Your shower may not be able to get hotter than lukewarm and your desk chair is potentially missing a wheel. The inspirational tapestry is actually covering the probably very dangerous black mould, and your bins are overflowing.

If you do live in a shitty uni house, I can guarantee you can relate to at least one of these.

You’ve researched how to remove mould

It’s actually a bit worrying how accustomed students have become to mould in their house. Removing it becomes less of a serious issue and more of an annoying chore you have to do on the regular. Most people just leave it until they start waking up in the middle of the night heaving, or it starts making their clothes stink. This isn’t the best idea, but when your landlord only comes around and wipes it off with a few paper towels, then what else are you supposed to do.

You don’t know what your Landlord looks like

You signed your contract nearly a year before you moved in and you haven’t seen them since. There’s the occasional text to tell them something is broken or leaking and they send someone out to fix it, never actually coming to look themselves. Despite promises made at the viewing to be round whenever you need them, you couldn’t even describe them for a facial composite. What was their name again?

Your Landlord is a ‘Jack of all Trades’

The other end of this is that you see your landlord constantly. Any issue you report is followed up by “I’ll come and take a look” because your landlord is obviously trained in everything from electrics to being a locksmith. If it’s not your landlord then it’s their brother, cousin or grandmother. Quite the family business they’ve got going.

Yet, even though they have this vast amount of skill, they’ll be coming over a month later to ‘fix’ the same issue.

You’ve never walked bare foot in your kitchen

This one’s understandable, it’s a small price to pay to avoid catching the plague from your kitchen. There’s something about student kitchens where, no matter how much you hoover, mop or clean, the kitchen floor always stays dirty. Even just socks is a bit too risky, so always make sure you have protective footwear on at all times.

Crocs are the way to go

You can see your breath when it’s cold

And you wonder why students don’t get out of bed? They are, typically, old, Victorian houses with no insulation and a bad heating system. It is not uncommon to be able to see your breath because of how cold it is.

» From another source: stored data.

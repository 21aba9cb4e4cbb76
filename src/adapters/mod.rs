//! Concrete adapter implementations for ports.

#[cfg(feature = "alpaca")]
pub mod alpaca_adapter;
pub mod csv_adapter;
pub mod csv_report_adapter;
pub mod file_config_adapter;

It’s hard enough writing essays without having to worry about getting frostbite from getting your hands out of your covers.

Wrap up warm kids!

Your tea towels will give you a disease

They don’t get used for drying clean dishes because they’re either not cleaned or left to drain (for a week), so a tea towel is mainly used in place of a cloth. They clean up spillages, soak up leaks on the floor and are used to quickly put out small kitchen fires (or start them). There’s always about six out at a time and none of them are ever clean. To be honest, even when they are put in the washing machine they seem to come out even worse. Best to just leave them alone.

Did anyone actually buy these or did they just appear

There’s a traffic cone in your house

Sure, it’s hilarious when you’re wasted walking home from Crisis at three am. But after that, you’ve just got a dirty cone in your house. A dog has probably weed on it and now it’s just chilling where you make your food. It is a classic uni joke which must be continued for traditions sake, but honestly, just leave it outside.

You have party decorations up constantly

You threw one party back in September and just never took the decorations down. You probably can’t even remember who the “happy birthday” balloons were for but you do know the room wouldn’t look the same without them. It weirdly adds a bit of character to your living room and you’ve all become a bit attached to them. Either that or you’ve still got that £5 Christmas tree up in May.

At least they start off nicely :/

You have the “recycling corner”

If you have an ever-growing tower of pizza boxes and cheap, empty vodka bottles in the corner of your kitchen then I’m sorry to break it to you, but you qualify for the shitty uni house. As a house you all definitely expect someone to take the bins out, resulting in no-one doing it and the tower of recycling quickly turns into a mountain.

You definitely started the recycling tower with a huge cardboard box you kept “as a bin” but now you can’t see it under rows of Stella tinnies, just take your bins out.

You have designated washing up piles

This seems like a great idea in theory, designated washing up piles means you can keep your stuff out of the way and no arguments about who hasn’t washed their stuff up, right? Wrong x

You can guarantee there will never be any pans to use as, apparently, they need to soak for four days after boiling pasta. Someone will use your wok, the only one, just before you need to use it and the kitchen will stay as dirty as it always was.

All fun and games until you actually have to wash up

You consider the rat in your garden a pet

Every so often you’ll be eating dinner and see the rat stroll into your garden as if it owns the place. To be fair, it’s probably been there longer than you have. At first you were all horrified but now, since it’s not coming in the house, it’s not really an issue. You’ve probably named it Rodney or Remy or Roger the Rat and consider it the extra member of the household.

If you start throwing out food for it then you’ve taken it too far. It’s a rat.